During the 1980s, the opposition grew, fueled by the
unemployment that followed when the Itaipú hydroelectric
dam was completed in 1982 (see Natural Resources, Energy
and the Environment). The return to civilian government
elsewhere in Latin America became a source of
inspiration. The end of the Cold War caused the United
States to move from supporting anti-communist regimes to
attaching greater importance to democratic freedoms and
rights in other countries. The dictatorship lost much of
its foreign and domestic support.
In February 1989 Stroessner was deposited with the
good memory of the United States in a coup, led by
Deputy Commander Andrés Rodríguez. A key figure in the
coup was also General Lino Oviedo, who thereby gained
popular popularity. Stroessner was allowed to go into
exile in Brazil.
Rodríguez encouraged fugitives to return home and
arrested several leading people from Stroessner's
regime. He won the presidential election a few months
after the military coup and promised to surrender power
to a civilian president in 1993. In the congressional
election, the Colorado Party won big.
Problems on the road
But the new government had strong ties to the old
one. Only small progress was made in the investigations
of torture, murder and disappearance during the
dictatorship. Crime increased, not least drug smuggling.
Rodríguez also failed to overcome the corruption: many
of his employees plundered the Treasury on their own
behalf. The economic and social divisions remained
large. A neoliberal economic policy, which gave
companies great leeway at the expense of employees, led
to government-critical trade unions and farmer
organizations growing stronger.

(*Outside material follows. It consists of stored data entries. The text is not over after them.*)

use crate::ast::{
    AssignTarget, BinaryOp, ClassMember, ConditionalBlock, Expr, ForKind, FunctionDecl,
    ImportItems, LogicalOp, Program, Stmt, UnaryOp, CONSTRUCTOR_NAME,
};
use crate::collections::keys_match;
use crate::error::{ScriptError, Span};
use crate::lexer::{Token, TokenKind};
use crate::value::Value;
use std::rc::Rc;

pub struct Parser {
    tokens: Vec<Token>,
    current: usize,
}
use crate::ast::ImportItems;
use crate::collections::EasyObject;
use crate::environment::Environment;
use crate::error::{ScriptError, Span};
use crate::evaluator::Evaluator;
use crate::runner;
use crate::value::{FunctionDef, Value};
use std::collections::HashSet;
use std::fs;
use std::path::{Path, PathBuf};
use std::rc::Rc;
use tracing::debug;

const IMPORTING: &str = "Error importing from";
const LOADING: &str = "Error loading file";

/// A module script after it ran to completion.
struct LoadedModule {
    env: Environment,
    shared_variables: HashSet<String>,
}

impl LoadedModule {
    /// Shared function bound to the module's own scope.
    fn export_function(&self, function: &FunctionDef) -> Rc<FunctionDef> {
        Rc::new(function.with_captured(self.env.clone()))
    }

    fn shared_functions(&self) -> Vec<(String, Rc<FunctionDef>)> {
        self.env
            .functions()
            .into_iter()
            .filter(|(_, function)| function.is_shared())
            .map(|(name, function)| (name, self.export_function(&function)))
            .collect()
    }
}

impl Evaluator {
    /// Evaluator for a module script: same output and builtins, its own
    /// shared set, and the import chain extended with `path`.
    fn for_module(&self, path: PathBuf) -> Evaluator {
        let mut import_chain = self.import_chain.clone();
        import_chain.push(path.clone());

        Evaluator {
            output: Rc::clone(&self.output),
            builtins: Rc::clone(&self.builtins),
            script_path: Some(path),
            import_chain,
            shared_variables: HashSet::new(),
        }
    }

    /// Module paths are relative to the importing script's directory.
    fn resolve_module_path(&self, file: &str) -> PathBuf {
        let path = Path::new(file);
        if path.is_absolute() {
            return path.to_path_buf();
        }
        match self.script_path.as_deref().and_then(Path::parent) {
            Some(dir) => dir.join(path),
            None => path.to_path_buf(),
        }
    }

    fn run_module(
        &self,
        file: &str,
        context: &str,
        span: &Span,
    ) -> Result<LoadedModule, ScriptError> {
        let path = self.resolve_module_path(file);
        let path = path.canonicalize().map_err(|_| {
            ScriptError::module_error(
                *span,
                format!("{} '{}': File '{}' not found", context, file, path.display()),
            )
        })?;

        if self.import_chain.contains(&path) {
            return Err(ScriptError::module_error(
                *span,
                format!("Cyclic import of '{}'", file),
            ));
        }

        let source = fs::read_to_string(&path).map_err(|error| {
            ScriptError::module_error(*span, format!("{} '{}': {}", context, file, error))
        })?;

        debug!(module = %path.display(), depth = self.import_chain.len(), "running module");

        let mut module = self.for_module(path);
        let mut env = Environment::new();
        runner::execute(&source, &mut module, &mut env).map_err(|inner| {
            ScriptError::module_error(
                *span,
                format!(
                    "{} '{}': {}:{}:{}: {}",
                    context, file, file, inner.span.line, inner.span.column, inner.message
                ),
            )
        })?;

        Ok(LoadedModule {
            env,
            shared_variables: module.shared_variables,
        })
    }

    /// `from "file" use {a, b}` / `from "file" use *`
    pub(crate) fn import(
        &mut self,
        file: &str,
        items: &ImportItems,
        env: &mut Environment,
        span: &Span,
    ) -> Result<(), ScriptError> {
        let module = self.run_module(file, IMPORTING, span)?;

        match items {
            ImportItems::All => {
                for (name, value) in module.env.variables() {
                    env.assign(name, value.clone());
                }
                for (name, function) in module.shared_functions() {
                    env.define_function(&name, function);
                }
            }
            ImportItems::Names(names) => {
                for name in names {
                    if let Some(function) = module.env.function(name).filter(|f| f.is_shared()) {
                        env.define_function(name, module.export_function(&function));
                    } else if let Some(value) = module.env.get(name) {
                        env.assign(name, value);
                    } else {
                        return Err(ScriptError::module_error(
                            *span,
                            format!("Item '{}' not found or not shared in module '{}'", name, file),
                        ));
                    }
                }
            }
        }

        debug!(module = file, "imported");
        Ok(())
    }

    /// `load "file" as alias`: binds the module's shared variables and
    /// functions as keys of one object.
    pub(crate) fn load(
        &mut self,
        file: &str,
        alias: &str,
        env: &mut Environment,
        span: &Span,
    ) -> Result<(), ScriptError> {
        let module = self.run_module(file, LOADING, span)?;
        let mut namespace = EasyObject::new();

        let mut shared: Vec<&String> = module.shared_variables.iter().collect();
        shared.sort();
        for name in shared {
            if let Some(value) = module.env.get(name) {
                namespace.set(name, value);
            }
        }
        for (name, function) in module.shared_functions() {
            namespace.set(&name, Value::Function(function));
        }

        debug!(module = file, alias, entries = namespace.len(), "loaded");
        env.assign(alias, Value::new_object(namespace));
        Ok(())
    }

    /// `share(a, b)`: marks functions or variables of this script as
    /// importable.
    pub(crate) fn share(
        &mut self,
        names: &[String],
        env: &Environment,
        span: &Span,
    ) -> Result<(), ScriptError> {
        for name in names {
            if let Some(function) = env.function(name) {
                function.mark_shared();
            } else if env.contains(name) {
                self.shared_variables.insert(name.clone());
            } else {
                return Err(ScriptError::module_error(
                    *span,
                    format!("Cannot share '{}': item not found", name),
                ));
            }
            debug!(name = name.as_str(), "shared");
        }
        Ok(())
    }
}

Landless families began
to occupy land but were driven away, often with brutal
methods.
A new democratic constitution was adopted in 1992. In
the presidential election the following year, the
candidate of the Colorado Party, the construction
millionaire Juan Carlos Wasmosy, won "only" 42 percent
of the vote. Also in the congressional elections,
opposition parties were strengthened and Wasmosy found
it difficult to cooperate with the newly elected
congress. The Colorado party was divided into different
phalanges and most of the party members allied with the
opposition.
Wasmosy's neo-liberal politics and his opposition to
land reform created dissatisfaction among landless
peasants. In 1994, a farmer's march to Asuncion was
carried out and in the same year a general strike broke
out. From 1995 to 1996, the country was shaken by
protests, demonstrations and banking crises.
The vice president is murdered
The president's hardest opponent was the army chief
and party mate Lino Oviedo. Oviedo led a coup attempt
against Wasmosy in 1996, but the coup was intercepted
with the aid of the Air Force. Oviedo was then arrested,
but soon released and went underground in 1997.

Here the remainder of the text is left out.